Other love-store operators tell the same story. In a trendy district near the Bastille, business is booming for Anna Ciulla at Les Nuits Blanches, where she seats customers on a red velvet sofa to talk about sex.
“I feel as though I’m providing a really useful social service,” she said. “People always leave with a smile on their face.”
She, too, said that she sells many products from Britain. “What Britain has that you don’t find here so much is a good sense of humour,” she explained, holding up a British nurse’s uniform. “A sense of humour in bed is really important.”

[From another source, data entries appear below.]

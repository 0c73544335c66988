//! Item catalog service.
//!
//! Items are open records keyed by `sku`: the declared attributes (`name`,
//! `price`, `stock`) are validated and coerced, anything else the caller
//! sends on create is stored as-is. Stock mutation through this service is a
//! plain field overwrite; delta-based mutation under the non-negativity
//! invariant lives in the stock ledger, not here.

use std::sync::Arc;

use serde_json::Value as JsonValue;

use stockroom_core::coerce;
use stockroom_core::{DomainError, DomainResult};
use stockroom_storage::{AttrValue, KeyValueStore, Record, StoreError, UpdateSpec, json_to_attr};

pub const ITEMS_COLLECTION: &str = "items";
pub const ITEM_KEY: &str = "sku";

/// Bounded-scan cap shared by the list endpoints.
pub const LIST_LIMIT: usize = 100;

const REQUIRED_FIELDS: [&str; 4] = ["sku", "name", "price", "stock"];
const WRITABLE_FIELDS: [&str; 3] = ["name", "price", "stock"];

pub struct ItemCatalog {
    store: Arc<dyn KeyValueStore>,
}

impl ItemCatalog {
    pub fn new(store: Arc<dyn KeyValueStore>) -> Self {
        Self { store }
    }

    /// Create a new item. Fails with `AlreadyExists` when the sku is taken;
    /// the existing record stays unmodified.
    pub fn create(&self, body: &JsonValue) -> DomainResult<Record> {
        let obj = as_object(body)?;
        for field in REQUIRED_FIELDS {
            if !obj.contains_key(field) {
                return Err(DomainError::validation(format!("Missing field: {field}")));
            }
        }

        let sku = obj
            .get("sku")
            .and_then(JsonValue::as_str)
            .filter(|s| !s.is_empty())
            .ok_or_else(|| DomainError::validation("Invalid sku"))?
            .to_string();

        let mut record = Record::new();
        for (k, v) in obj {
            if v.is_null() {
                continue;
            }
            record.insert(k.clone(), coerce_attr(k, v)?);
        }

        match self.store.put(ITEMS_COLLECTION, record.clone(), true) {
            Ok(()) => {
                tracing::info!(%sku, "item created");
                Ok(record)
            }
            Err(StoreError::ConditionFailed { .. }) => {
                Err(DomainError::already_exists("Item already exists"))
            }
            Err(e) => Err(DomainError::storage(e)),
        }
    }

    pub fn get(&self, sku: &str) -> DomainResult<Record> {
        self.store
            .get(ITEMS_COLLECTION, sku)
            .map_err(DomainError::storage)?
            .ok_or_else(|| DomainError::not_found("Item not found"))
    }

    pub fn list(&self) -> DomainResult<Vec<Record>> {
        self.store
            .scan(ITEMS_COLLECTION, LIST_LIMIT)
            .map_err(DomainError::storage)
    }

    /// Overwrite fields from the writable set; unknown fields are silently
    /// dropped. Does not check stock non-negativity (ledger path only).
    pub fn update(&self, sku: &str, body: &JsonValue) -> DomainResult<Record> {
        let obj = as_object(body)?;

        let mut spec = UpdateSpec::new();
        for field in WRITABLE_FIELDS {
            if let Some(value) = obj.get(field).filter(|v| !v.is_null()) {
                spec = spec.set(field, coerce_attr(field, value)?);
            }
        }
        if spec.is_empty() {
            return Err(DomainError::validation("Nothing to update"));
        }

        self.store
            .update(ITEMS_COLLECTION, sku, spec, None)
            .map_err(DomainError::storage)
    }

    /// Unconditional, idempotent delete. Deletion is not audited by a
    /// movement.
    pub fn delete(&self, sku: &str) -> DomainResult<()> {
        self.store
            .delete(ITEMS_COLLECTION, sku)
            .map_err(DomainError::storage)?;
        tracing::info!(%sku, "item deleted");
        Ok(())
    }
}

fn as_object(body: &JsonValue) -> DomainResult<&serde_json::Map<String, JsonValue>> {
    body.as_object()
        .ok_or_else(|| DomainError::validation("Expected a JSON object"))
}

/// Coerce the declared numeric fields into the exact decimal/integer domain;
/// pass everything else through untouched.
fn coerce_attr(field: &str, value: &JsonValue) -> DomainResult<AttrValue> {
    match field {
        "price" => Ok(AttrValue::N(coerce::to_decimal(field, value)?)),
        "stock" => Ok(AttrValue::int(coerce::to_int(field, value)?)),
        _ => json_to_attr(value).map_err(DomainError::storage),
    }
}

#[cfg(test)]
mod tests {
    use std::sync::Arc;

    use rust_decimal::Decimal;
    use serde_json::json;

    use stockroom_storage::InMemoryStore;

    use super::*;

    fn catalog() -> ItemCatalog {
        let store = InMemoryStore::with_collections(&[(ITEMS_COLLECTION, ITEM_KEY)]);
        ItemCatalog::new(Arc::new(store))
    }

    fn espresso() -> serde_json::Value {
        json!({"sku": "ESP-001", "name": "Espresso Beans", "price": "10.99", "stock": 20})
    }

    #[test]
    fn create_requires_each_field() {
        let catalog = catalog();
        for missing in ["sku", "name", "price", "stock"] {
            let mut body = espresso();
            body.as_object_mut().unwrap().remove(missing);
            let err = catalog.create(&body).unwrap_err();
            assert_eq!(
                err,
                DomainError::validation(format!("Missing field: {missing}"))
            );
        }
    }

    #[test]
    fn create_coerces_numbers_exactly() {
        let catalog = catalog();
        let record = catalog.create(&espresso()).unwrap();
        assert_eq!(
            record.get("price").unwrap().as_decimal().unwrap(),
            "10.99".parse::<Decimal>().unwrap()
        );
        assert_eq!(record.get("stock").unwrap().as_int(), Some(20));
    }

    #[test]
    fn create_preserves_undeclared_attributes() {
        let catalog = catalog();
        let mut body = espresso();
        body["origin"] = json!("Colombia");
        let record = catalog.create(&body).unwrap();
        assert_eq!(record.get("origin").unwrap().as_str(), Some("Colombia"));
    }

    #[test]
    fn create_rejects_duplicate_sku_and_keeps_original() {
        let catalog = catalog();
        catalog.create(&espresso()).unwrap();

        let mut second = espresso();
        second["stock"] = json!(999);
        let err = catalog.create(&second).unwrap_err();
        assert!(matches!(err, DomainError::AlreadyExists(_)));
        assert_eq!(
            catalog.get("ESP-001").unwrap().get("stock").unwrap().as_int(),
            Some(20)
        );
    }

    #[test]
    fn create_rejects_non_numeric_price() {
        let catalog = catalog();
        let mut body = espresso();
        body["price"] = json!("cheap");
        assert!(matches!(
            catalog.create(&body).unwrap_err(),
            DomainError::Validation(_)
        ));
    }

    #[test]
    fn get_missing_is_not_found() {
        let err = catalog().get("NOPE").unwrap_err();
        assert_eq!(err, DomainError::not_found("Item not found"));
    }

    #[test]
    fn update_restricts_to_writable_fields() {
        let catalog = catalog();
        catalog.create(&espresso()).unwrap();

        // Unknown fields are dropped; the remaining set still applies.
        let record = catalog
            .update("ESP-001", &json!({"color": "red", "name": "House Blend"}))
            .unwrap();
        assert_eq!(record.get("name").unwrap().as_str(), Some("House Blend"));
        assert!(!record.contains_key("color"));
    }

    #[test]
    fn update_with_no_writable_fields_is_a_validation_error() {
        let catalog = catalog();
        catalog.create(&espresso()).unwrap();

        let err = catalog.update("ESP-001", &json!({"color": "red"})).unwrap_err();
        assert_eq!(err, DomainError::validation("Nothing to update"));
        // And no write happened.
        assert!(!catalog.get("ESP-001").unwrap().contains_key("color"));
    }

    #[test]
    fn update_overwrites_stock_without_ledger_checks() {
        let catalog = catalog();
        catalog.create(&espresso()).unwrap();
        let record = catalog.update("ESP-001", &json!({"stock": 0})).unwrap();
        assert_eq!(record.get("stock").unwrap().as_int(), Some(0));
    }

    #[test]
    fn delete_is_idempotent() {
        let catalog = catalog();
        catalog.create(&espresso()).unwrap();
        catalog.delete("ESP-001").unwrap();
        catalog.delete("ESP-001").unwrap();
        assert!(catalog.get("ESP-001").is_err());
    }

    #[test]
    fn list_is_bounded() {
        let catalog = catalog();
        for i in 0..(LIST_LIMIT + 20) {
            catalog
                .create(&json!({
                    "sku": format!("SKU-{i:03}"),
                    "name": "bulk",
                    "price": 1,
                    "stock": 1,
                }))
                .unwrap();
        }
        assert_eq!(catalog.list().unwrap().len(), LIST_LIMIT);
    }
}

Pruvot, for his part, speaks with a missionary’s zeal about promoting the “sustainable development of the relationship”, a quest he embarked on after a messy divorce focused his mind on the dearth of help available for those wanting to perk up flagging relationships.
“This is not just for pleasure,” he added, brandishing one of the pink vibrators scattered over his desk. “It could help to salvage a marriage.”
Most of the toys he sells are designed in Britain but made in China. The gadget that amuses customers most, however, comes not from Britain but from Holland. It is a remote-controlled vibrator, usually “worn” by the woman and controlled by the man. It has a range of eight metres.
“It’s a great way of livening up a dull cocktail party or a dreary lunch with your wife and your mother-in-law,” Pruvot said.
Besides sex toys, the shop sells lingerie, “pheromone candles” and a range of massage oils and aphrodisiacs, as well as pole-dancing kits, edible or luminous body paint and packs of playing cards featuring different sexual positions. Customers can also be put in touch with a professional sexologist.
The response to his venture has reassured Pruvot that he is on the right path. One of his recent customers was a 75-year-old woman who complained that her 79-year-old husband no longer wanted to have sex with her. She bought one of the pink vibrators.
“Not many people can claim to have so many satisfied customers,” Pruvot said.